Religious freedom, in turn, which men demand as necessary to fulfill their duty to worship God, has to do with immunity from coercion in civil society. Therefore it leaves untouched traditional Catholic doctrine on the moral duty of men and societies toward the true religion and toward the one Church of Christ.
Over and above all this, the council intends to develop the doctrine of recent popes on the inviolable rights of the human person and the constitutional order of society.
This Vatican Council declares that the human person has a right to religious freedom. This freedom means that all men are to be immune from coercion on the part of individuals or of social groups and of any human power, in such wise that no one is to be forced to act in a manner contrary to his own beliefs, whether privately or publicly, whether alone or in association with others, within due limits.
The council further declares that the right to religious freedom has its foundation in the very dignity of the human person as this dignity is known through the revealed word of God and by reason itself.

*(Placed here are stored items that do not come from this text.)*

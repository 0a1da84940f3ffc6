//! CLI Configuration

use crate::output::OutputFormat;
use anyhow::{Context, Result};
use forms_core::StoreConfig;
use serde::{Deserialize, Serialize};
use std::fs;
use std::path::PathBuf;

#[derive(Debug, Default, Serialize, Deserialize)]
#[serde(default)]
pub struct Config {
    pub format: Option<OutputFormat>,
    pub log_filter: Option<String>,
    pub store: StoreConfig,
}

impl Config {
    pub fn load(profile: Option<&str>) -> Result<Self> {
        let path = Self::config_path(profile)?;
        if !path.exists() {
            return Ok(Self::default());
        }
        let content = fs::read_to_string(&path)
            .with_context(|| format!("reading {}", path.display()))?;
        Self::parse(&content).with_context(|| format!("parsing {}", path.display()))
    }

    pub fn parse(content: &str) -> Result<Self> {
        let config: Self = toml::from_str(content)?;
        config.store.validate()?;
        Ok(config)
    }

    pub fn save(&self, profile: Option<&str>) -> Result<PathBuf> {
        let path = Self::config_path(profile)?;
        if let Some(parent) = path.parent() {
            fs::create_dir_all(parent)?;
        }
        fs::write(&path, toml::to_string_pretty(self)?)?;
        Ok(path)
    }

    fn config_path(profile: Option<&str>) -> Result<PathBuf> {
        let home = dirs::home_dir().context("Cannot find home directory")?;
        let filename = match profile {
            Some(p) => format!("config.{}.toml", p),
            None => "config.toml".to_string(),
        };
        Ok(home.join(".formctl").join(filename))
    }
}
//! Field kinds

use forms_common::FormsError;
use serde::{Deserialize, Serialize};
use std::fmt;
use std::str::FromStr;

/// The twelve field types
#[derive(Clone, Copy, Debug, PartialEq, Eq, Hash, PartialOrd, Ord, Serialize, Deserialize)]
#[serde(rename_all = "snake_case")]
pub enum FieldKind {
    ShortAnswer,
    LongAnswer,
    MultipleChoice,
    Checkbox,
    Dropdown,
    LinearScale,
    Rating,
    MultipleChoiceGrid,
    CheckboxGrid,
    Date,
    Time,
    FileUpload,
}

impl FieldKind {
    /// Every kind, in the order the type picker lists them
    pub const ALL: [FieldKind; 12] = [
        FieldKind::ShortAnswer,
        FieldKind::LongAnswer,
        FieldKind::MultipleChoice,
        FieldKind::Checkbox,
        FieldKind::Dropdown,
        FieldKind::FileUpload,
        FieldKind::LinearScale,
        FieldKind::Rating,
        FieldKind::MultipleChoiceGrid,
        FieldKind::CheckboxGrid,
        FieldKind::Date,
        FieldKind::Time,
    ];

    /// Wire tag
    pub fn as_str(&self) -> &'static str {
        match self {
            Self::ShortAnswer => "short_answer",
            Self::LongAnswer => "long_answer",
            Self::MultipleChoice => "multiple_choice",
            Self::Checkbox => "checkbox",
            Self::Dropdown => "dropdown",
            Self::LinearScale => "linear_scale",
            Self::Rating => "rating",
            Self::MultipleChoiceGrid => "multiple_choice_grid",
            Self::CheckboxGrid => "checkbox_grid",
            Self::Date => "date",
            Self::Time => "time",
            Self::FileUpload => "file_upload",
        }
    }

    /// Label shown in the type picker
    pub fn label(&self) -> &'static str {
        match self {
            Self::ShortAnswer => "Short Answer",
            Self::LongAnswer => "Paragraph",
            Self::MultipleChoice => "Multiple Choice",
            Self::Checkbox => "Checkboxes",
            Self::Dropdown => "Dropdown",
            Self::LinearScale => "Linear Scale",
            Self::Rating => "Rating",
            Self::MultipleChoiceGrid => "Multiple Choice Grid",
            Self::CheckboxGrid => "Checkbox Grid",
            Self::Date => "Date",
            Self::Time => "Time",
            Self::FileUpload => "File Upload",
        }
    }

    pub fn has_options(&self) -> bool {
        matches!(self, Self::MultipleChoice | Self::Checkbox | Self::Dropdown)
    }

    pub fn has_table(&self) -> bool {
        matches!(self, Self::MultipleChoiceGrid | Self::CheckboxGrid)
    }
}

impl fmt::Display for FieldKind {
    fn fmt(&self, f: &mut fmt::Formatter<'_>) -> fmt::Result {
        write!(f, "{}", self.as_str())
    }
}

impl FromStr for FieldKind {
    type Err = FormsError;

    fn from_str(s: &str) -> Result<Self, Self::Err> {
        FieldKind::ALL
            .iter()
            .copied()
            .find(|kind| kind.as_str() == s)
            .ok_or_else(|| FormsError::UnknownFieldType(s.to_string()))
    }
}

This right of the human person to religious freedom is to be recognized in the constitutional law whereby society is governed and thus it is to become a civil right.
– Dignitatis Humane 1-2
With all this in mind, this holy synod adopts the condemnations of total war which have already been uttered by recent popes, and declares: Every operation of war which aims indiscriminately at the destruction of whole cities, or of widespread areas with their inhabitants, is a crime against God and humanity itself which is to be firmly and unhesitatingly condemned.